» Task objective: Produce word for word the lines of the data below running from the one that has "region: AGENT_REGIONS[index %" to the one that has "on the dashboard.", inclusive, and no others.

» Exercise materials:
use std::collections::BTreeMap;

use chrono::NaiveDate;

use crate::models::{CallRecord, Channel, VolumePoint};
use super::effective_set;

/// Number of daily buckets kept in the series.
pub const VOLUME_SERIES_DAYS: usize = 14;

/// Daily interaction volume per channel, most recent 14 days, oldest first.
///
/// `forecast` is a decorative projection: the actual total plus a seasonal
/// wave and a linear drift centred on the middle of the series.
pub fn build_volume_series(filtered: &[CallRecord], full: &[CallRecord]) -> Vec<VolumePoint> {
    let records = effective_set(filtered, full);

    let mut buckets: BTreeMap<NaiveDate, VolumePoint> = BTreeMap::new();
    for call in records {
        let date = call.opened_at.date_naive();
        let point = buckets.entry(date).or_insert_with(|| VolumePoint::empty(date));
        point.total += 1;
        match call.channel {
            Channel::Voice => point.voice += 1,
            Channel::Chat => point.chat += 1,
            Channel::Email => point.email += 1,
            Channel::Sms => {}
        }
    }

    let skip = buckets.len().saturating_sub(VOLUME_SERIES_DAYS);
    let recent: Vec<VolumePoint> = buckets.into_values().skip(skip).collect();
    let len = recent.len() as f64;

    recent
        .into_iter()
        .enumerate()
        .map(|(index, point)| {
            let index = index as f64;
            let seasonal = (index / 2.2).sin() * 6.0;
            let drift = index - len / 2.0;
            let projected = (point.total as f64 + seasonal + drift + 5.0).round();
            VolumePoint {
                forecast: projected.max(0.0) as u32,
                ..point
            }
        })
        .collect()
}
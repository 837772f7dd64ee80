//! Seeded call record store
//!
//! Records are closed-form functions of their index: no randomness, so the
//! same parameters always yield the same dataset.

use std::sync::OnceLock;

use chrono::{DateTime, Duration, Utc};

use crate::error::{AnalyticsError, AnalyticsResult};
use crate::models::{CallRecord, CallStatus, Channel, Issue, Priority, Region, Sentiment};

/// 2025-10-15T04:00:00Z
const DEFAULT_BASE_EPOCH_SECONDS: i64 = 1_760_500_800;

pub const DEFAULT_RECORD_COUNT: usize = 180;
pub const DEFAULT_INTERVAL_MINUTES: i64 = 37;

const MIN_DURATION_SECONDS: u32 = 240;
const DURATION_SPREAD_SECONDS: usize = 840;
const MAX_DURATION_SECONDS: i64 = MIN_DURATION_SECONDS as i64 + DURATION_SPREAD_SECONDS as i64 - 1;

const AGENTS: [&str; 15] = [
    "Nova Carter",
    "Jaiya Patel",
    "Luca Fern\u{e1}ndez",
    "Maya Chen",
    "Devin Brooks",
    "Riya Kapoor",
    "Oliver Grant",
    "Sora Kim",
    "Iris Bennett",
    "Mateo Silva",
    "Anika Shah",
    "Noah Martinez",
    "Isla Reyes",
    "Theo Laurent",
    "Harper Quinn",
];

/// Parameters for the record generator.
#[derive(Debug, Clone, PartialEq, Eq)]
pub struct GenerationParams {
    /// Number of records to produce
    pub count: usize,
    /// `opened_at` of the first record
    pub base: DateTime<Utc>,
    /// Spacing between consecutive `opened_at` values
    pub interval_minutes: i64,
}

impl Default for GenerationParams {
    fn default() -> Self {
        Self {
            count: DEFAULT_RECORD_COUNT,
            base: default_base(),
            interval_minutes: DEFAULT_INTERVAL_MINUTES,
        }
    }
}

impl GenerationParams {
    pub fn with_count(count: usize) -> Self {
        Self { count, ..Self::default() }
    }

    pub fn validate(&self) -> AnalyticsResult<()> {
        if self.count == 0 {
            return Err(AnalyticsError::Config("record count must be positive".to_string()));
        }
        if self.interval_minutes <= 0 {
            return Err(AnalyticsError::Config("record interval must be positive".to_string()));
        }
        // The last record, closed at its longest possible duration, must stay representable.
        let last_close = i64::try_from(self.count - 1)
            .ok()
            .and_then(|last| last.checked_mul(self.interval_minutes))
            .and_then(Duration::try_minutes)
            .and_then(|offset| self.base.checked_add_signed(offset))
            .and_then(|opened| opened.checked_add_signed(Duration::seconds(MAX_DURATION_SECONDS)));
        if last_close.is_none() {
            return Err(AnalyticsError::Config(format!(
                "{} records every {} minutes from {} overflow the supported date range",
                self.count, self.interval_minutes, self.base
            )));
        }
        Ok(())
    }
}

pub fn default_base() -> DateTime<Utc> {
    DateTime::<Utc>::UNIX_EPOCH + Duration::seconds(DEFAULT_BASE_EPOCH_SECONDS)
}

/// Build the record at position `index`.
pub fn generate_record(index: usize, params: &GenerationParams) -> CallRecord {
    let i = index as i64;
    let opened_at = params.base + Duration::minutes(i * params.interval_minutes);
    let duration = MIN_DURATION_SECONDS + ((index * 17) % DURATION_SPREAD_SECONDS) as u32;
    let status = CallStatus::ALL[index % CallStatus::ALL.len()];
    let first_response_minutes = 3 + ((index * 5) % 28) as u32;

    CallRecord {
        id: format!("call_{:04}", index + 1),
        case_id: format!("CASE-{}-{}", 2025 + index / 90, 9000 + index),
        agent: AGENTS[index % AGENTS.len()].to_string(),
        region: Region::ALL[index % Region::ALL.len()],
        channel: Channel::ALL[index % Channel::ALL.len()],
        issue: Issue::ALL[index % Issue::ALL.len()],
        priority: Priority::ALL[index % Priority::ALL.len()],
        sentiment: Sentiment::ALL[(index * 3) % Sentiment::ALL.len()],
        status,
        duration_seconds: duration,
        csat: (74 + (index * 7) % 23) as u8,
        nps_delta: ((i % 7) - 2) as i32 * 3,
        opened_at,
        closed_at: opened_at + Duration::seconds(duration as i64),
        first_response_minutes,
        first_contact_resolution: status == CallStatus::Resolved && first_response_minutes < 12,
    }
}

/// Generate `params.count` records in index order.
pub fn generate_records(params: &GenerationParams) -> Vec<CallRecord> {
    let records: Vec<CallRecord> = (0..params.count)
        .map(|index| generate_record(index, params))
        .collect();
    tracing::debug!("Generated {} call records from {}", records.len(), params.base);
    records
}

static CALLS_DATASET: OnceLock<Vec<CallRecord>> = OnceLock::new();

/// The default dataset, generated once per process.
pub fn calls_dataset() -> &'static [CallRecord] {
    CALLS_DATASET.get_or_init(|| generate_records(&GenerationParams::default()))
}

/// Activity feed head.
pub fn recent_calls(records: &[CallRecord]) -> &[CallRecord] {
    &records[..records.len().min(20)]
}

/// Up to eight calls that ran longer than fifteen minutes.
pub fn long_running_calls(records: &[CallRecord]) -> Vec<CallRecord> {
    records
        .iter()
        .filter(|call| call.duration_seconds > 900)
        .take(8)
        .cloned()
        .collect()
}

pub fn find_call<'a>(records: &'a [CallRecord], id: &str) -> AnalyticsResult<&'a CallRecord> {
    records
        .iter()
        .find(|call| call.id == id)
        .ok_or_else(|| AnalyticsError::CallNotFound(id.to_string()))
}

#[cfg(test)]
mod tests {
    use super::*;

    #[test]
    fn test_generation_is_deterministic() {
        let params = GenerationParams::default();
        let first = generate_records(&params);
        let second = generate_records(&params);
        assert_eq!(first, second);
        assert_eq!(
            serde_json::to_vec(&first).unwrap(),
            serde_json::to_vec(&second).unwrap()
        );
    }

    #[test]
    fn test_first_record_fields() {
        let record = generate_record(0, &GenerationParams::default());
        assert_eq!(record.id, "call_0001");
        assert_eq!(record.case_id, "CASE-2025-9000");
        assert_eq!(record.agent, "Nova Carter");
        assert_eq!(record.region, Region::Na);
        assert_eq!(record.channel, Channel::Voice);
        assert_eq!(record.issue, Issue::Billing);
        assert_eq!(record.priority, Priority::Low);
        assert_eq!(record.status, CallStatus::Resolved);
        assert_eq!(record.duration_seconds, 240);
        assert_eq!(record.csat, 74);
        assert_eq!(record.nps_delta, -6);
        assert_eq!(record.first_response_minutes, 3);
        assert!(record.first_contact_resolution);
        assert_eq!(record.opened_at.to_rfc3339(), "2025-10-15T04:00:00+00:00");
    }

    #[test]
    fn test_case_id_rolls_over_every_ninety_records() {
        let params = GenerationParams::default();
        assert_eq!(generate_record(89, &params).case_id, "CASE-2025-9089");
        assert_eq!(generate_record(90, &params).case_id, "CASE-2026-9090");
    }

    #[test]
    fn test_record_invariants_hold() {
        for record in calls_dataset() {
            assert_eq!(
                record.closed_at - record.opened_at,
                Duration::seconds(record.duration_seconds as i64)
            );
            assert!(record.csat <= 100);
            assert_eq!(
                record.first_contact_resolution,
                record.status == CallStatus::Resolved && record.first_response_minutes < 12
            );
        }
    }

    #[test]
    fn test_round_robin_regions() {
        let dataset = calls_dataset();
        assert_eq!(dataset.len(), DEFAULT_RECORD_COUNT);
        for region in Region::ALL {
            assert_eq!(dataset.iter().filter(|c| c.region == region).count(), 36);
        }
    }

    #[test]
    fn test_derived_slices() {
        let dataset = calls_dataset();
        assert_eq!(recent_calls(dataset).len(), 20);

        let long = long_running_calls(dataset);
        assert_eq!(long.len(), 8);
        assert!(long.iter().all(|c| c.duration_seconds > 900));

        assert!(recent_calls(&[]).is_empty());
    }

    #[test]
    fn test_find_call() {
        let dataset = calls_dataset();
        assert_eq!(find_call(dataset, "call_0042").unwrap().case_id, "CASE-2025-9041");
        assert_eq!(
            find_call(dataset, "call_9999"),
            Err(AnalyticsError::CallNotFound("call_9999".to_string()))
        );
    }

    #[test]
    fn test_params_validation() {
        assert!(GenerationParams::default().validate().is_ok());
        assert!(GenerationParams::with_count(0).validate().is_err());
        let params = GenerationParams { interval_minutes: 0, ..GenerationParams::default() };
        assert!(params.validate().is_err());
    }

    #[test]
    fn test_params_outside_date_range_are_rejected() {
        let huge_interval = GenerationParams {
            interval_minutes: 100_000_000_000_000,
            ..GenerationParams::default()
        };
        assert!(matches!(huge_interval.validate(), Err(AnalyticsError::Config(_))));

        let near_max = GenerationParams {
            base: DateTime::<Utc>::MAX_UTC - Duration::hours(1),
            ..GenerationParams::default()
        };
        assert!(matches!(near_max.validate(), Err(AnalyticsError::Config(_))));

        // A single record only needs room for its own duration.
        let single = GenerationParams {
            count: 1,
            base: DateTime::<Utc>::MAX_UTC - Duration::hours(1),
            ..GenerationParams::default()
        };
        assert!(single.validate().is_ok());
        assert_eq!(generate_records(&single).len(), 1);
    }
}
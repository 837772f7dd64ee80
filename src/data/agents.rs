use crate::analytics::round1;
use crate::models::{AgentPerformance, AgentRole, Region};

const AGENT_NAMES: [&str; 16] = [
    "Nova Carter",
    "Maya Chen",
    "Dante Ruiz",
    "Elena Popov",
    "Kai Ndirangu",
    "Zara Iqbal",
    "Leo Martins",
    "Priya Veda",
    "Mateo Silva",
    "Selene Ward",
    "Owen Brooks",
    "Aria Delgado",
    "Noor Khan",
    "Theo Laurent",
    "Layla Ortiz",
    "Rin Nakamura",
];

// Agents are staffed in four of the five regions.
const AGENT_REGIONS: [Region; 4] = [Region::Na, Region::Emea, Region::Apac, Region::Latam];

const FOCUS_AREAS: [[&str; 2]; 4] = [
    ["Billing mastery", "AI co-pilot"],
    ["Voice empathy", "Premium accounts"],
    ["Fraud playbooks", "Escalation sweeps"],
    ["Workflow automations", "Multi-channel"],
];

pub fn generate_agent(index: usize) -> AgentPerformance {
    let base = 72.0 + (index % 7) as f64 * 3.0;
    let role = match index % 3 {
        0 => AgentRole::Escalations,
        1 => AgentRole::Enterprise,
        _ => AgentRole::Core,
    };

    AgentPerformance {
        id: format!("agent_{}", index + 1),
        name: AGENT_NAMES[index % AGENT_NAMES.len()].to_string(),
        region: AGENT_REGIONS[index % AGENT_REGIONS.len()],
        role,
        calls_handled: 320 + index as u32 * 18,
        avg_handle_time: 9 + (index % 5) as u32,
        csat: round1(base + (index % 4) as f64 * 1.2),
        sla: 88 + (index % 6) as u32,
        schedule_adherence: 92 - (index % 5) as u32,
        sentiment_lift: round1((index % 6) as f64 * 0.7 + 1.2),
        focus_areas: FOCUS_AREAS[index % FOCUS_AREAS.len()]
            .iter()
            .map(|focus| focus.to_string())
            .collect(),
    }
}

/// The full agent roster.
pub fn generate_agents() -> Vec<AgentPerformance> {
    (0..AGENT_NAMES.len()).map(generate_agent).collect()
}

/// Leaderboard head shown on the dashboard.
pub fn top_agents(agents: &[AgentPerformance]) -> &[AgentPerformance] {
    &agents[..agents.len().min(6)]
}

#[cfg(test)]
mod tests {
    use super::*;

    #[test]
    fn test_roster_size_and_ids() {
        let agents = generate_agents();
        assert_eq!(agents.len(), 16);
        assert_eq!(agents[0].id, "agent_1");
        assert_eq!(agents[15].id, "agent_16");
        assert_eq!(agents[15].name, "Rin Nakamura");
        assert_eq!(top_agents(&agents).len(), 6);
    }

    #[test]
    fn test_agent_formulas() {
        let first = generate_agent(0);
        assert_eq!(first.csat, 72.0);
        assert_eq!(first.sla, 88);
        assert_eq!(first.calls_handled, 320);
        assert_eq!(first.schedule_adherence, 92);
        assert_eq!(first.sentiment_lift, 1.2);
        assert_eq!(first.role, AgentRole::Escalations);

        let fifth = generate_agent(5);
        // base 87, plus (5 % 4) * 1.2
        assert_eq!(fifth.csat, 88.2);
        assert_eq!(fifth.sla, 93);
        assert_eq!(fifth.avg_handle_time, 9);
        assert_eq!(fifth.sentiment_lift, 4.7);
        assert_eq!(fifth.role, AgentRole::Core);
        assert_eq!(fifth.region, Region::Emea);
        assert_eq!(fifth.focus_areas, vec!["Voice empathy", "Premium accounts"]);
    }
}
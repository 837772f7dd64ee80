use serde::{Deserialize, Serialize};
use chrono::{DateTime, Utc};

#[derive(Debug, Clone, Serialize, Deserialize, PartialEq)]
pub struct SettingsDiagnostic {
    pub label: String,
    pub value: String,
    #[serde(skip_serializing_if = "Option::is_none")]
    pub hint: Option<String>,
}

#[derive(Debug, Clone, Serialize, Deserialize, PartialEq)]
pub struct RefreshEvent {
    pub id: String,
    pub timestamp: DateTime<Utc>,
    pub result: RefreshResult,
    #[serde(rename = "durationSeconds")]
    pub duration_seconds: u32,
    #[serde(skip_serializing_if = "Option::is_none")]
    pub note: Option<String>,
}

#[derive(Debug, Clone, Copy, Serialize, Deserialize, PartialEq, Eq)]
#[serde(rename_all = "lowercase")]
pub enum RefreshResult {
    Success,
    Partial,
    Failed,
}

» Completed task:
        region: AGENT_REGIONS[index % AGENT_REGIONS.len()],
        role,
        calls_handled: 320 + index as u32 * 18,
        avg_handle_time: 9 + (index % 5) as u32,
        csat: round1(base + (index % 4) as f64 * 1.2),
        sla: 88 + (index % 6) as u32,
        schedule_adherence: 92 - (index % 5) as u32,
        sentiment_lift: round1((index % 6) as f64 * 0.7 + 1.2),
        focus_areas: FOCUS_AREAS[index % FOCUS_AREAS.len()]
            .iter()
            .map(|focus| focus.to_string())
            .collect(),
    }
}

/// The full agent roster.
pub fn generate_agents() -> Vec<AgentPerformance> {
    (0..AGENT_NAMES.len()).map(generate_agent).collect()
}

/// Leaderboard head shown on the dashboard.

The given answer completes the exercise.